Collected data entries
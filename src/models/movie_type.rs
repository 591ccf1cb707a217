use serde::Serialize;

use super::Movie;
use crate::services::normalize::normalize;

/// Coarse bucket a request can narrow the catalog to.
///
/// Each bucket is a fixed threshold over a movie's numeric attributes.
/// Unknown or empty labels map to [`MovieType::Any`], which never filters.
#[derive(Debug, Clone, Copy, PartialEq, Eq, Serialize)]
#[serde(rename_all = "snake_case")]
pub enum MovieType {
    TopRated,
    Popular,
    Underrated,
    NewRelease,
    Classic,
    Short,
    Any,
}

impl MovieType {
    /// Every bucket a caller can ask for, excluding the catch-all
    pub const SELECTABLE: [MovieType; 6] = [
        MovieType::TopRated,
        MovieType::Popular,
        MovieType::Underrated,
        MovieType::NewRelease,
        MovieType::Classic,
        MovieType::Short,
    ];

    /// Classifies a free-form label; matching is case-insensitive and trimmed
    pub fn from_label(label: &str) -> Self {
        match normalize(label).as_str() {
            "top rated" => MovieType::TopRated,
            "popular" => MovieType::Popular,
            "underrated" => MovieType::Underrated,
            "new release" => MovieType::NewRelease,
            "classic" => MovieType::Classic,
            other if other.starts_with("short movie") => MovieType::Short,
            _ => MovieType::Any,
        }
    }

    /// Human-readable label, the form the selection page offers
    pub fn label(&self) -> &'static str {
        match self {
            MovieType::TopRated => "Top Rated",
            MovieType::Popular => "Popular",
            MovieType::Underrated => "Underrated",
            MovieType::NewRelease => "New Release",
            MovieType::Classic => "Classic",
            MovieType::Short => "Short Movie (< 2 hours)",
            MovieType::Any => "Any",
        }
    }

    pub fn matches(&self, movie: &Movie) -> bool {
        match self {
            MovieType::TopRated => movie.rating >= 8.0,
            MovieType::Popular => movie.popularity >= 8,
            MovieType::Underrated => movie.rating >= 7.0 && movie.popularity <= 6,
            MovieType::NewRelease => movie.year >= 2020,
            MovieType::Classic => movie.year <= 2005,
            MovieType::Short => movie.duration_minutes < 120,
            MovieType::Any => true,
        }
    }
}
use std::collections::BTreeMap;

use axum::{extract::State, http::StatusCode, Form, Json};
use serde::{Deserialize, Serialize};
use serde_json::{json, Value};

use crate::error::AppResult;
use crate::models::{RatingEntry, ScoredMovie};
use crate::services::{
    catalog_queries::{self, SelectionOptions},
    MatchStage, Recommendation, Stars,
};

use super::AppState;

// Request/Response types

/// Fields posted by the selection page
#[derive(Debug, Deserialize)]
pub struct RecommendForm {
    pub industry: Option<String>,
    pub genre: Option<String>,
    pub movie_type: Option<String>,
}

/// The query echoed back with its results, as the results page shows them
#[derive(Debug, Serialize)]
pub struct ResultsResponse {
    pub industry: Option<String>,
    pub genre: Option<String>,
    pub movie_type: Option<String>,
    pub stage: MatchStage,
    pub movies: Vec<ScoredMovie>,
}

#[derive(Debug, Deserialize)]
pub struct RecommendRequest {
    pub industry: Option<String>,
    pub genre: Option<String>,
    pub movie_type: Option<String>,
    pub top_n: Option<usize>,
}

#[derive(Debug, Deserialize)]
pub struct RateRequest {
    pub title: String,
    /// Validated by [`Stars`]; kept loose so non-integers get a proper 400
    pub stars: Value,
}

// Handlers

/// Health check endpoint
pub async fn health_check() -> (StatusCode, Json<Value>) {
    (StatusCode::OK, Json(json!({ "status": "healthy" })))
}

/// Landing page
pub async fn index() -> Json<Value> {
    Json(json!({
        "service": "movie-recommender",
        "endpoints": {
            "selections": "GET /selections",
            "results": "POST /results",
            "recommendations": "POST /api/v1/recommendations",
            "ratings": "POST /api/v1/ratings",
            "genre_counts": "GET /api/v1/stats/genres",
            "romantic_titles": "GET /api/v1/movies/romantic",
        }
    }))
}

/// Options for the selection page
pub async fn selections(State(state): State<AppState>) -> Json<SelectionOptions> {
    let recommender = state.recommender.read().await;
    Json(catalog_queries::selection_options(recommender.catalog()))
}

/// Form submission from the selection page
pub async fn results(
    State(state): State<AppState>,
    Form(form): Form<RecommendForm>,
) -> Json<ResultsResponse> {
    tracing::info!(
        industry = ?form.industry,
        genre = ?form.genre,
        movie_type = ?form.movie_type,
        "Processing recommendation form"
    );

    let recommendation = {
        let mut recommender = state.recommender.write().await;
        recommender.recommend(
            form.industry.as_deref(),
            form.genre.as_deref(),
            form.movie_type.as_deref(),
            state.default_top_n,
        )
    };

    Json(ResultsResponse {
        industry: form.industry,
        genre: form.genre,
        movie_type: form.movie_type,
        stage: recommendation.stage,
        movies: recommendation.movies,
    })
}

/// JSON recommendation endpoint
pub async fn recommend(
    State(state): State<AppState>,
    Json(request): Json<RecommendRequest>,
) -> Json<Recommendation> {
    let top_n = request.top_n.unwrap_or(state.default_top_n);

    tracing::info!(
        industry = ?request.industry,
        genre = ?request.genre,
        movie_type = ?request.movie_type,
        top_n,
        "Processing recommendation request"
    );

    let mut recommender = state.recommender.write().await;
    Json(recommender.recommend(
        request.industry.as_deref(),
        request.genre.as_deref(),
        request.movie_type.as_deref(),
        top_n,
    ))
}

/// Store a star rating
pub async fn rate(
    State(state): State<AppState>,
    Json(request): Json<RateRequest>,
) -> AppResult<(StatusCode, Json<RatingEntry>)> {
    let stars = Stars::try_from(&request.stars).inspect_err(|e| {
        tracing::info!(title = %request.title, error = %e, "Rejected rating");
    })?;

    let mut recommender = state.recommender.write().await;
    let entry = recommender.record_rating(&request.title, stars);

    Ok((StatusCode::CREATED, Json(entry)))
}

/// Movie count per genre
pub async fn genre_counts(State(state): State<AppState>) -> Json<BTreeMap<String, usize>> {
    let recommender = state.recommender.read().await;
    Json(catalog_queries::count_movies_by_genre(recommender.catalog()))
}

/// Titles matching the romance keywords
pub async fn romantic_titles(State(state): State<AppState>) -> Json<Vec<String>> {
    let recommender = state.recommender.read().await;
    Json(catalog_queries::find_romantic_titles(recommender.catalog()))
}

▶ _EXERCISE GOAL_:
Copy out each line of the data where the string "AppState" appears.

▶ _RESULT FOR THIS TASK_:
use super::AppState;
pub async fn selections(State(state): State<AppState>) -> Json<SelectionOptions> {
    State(state): State<AppState>,
    State(state): State<AppState>,
    State(state): State<AppState>,
pub async fn genre_counts(State(state): State<AppState>) -> Json<BTreeMap<String, usize>> {
pub async fn romantic_titles(State(state): State<AppState>) -> Json<Vec<String>> {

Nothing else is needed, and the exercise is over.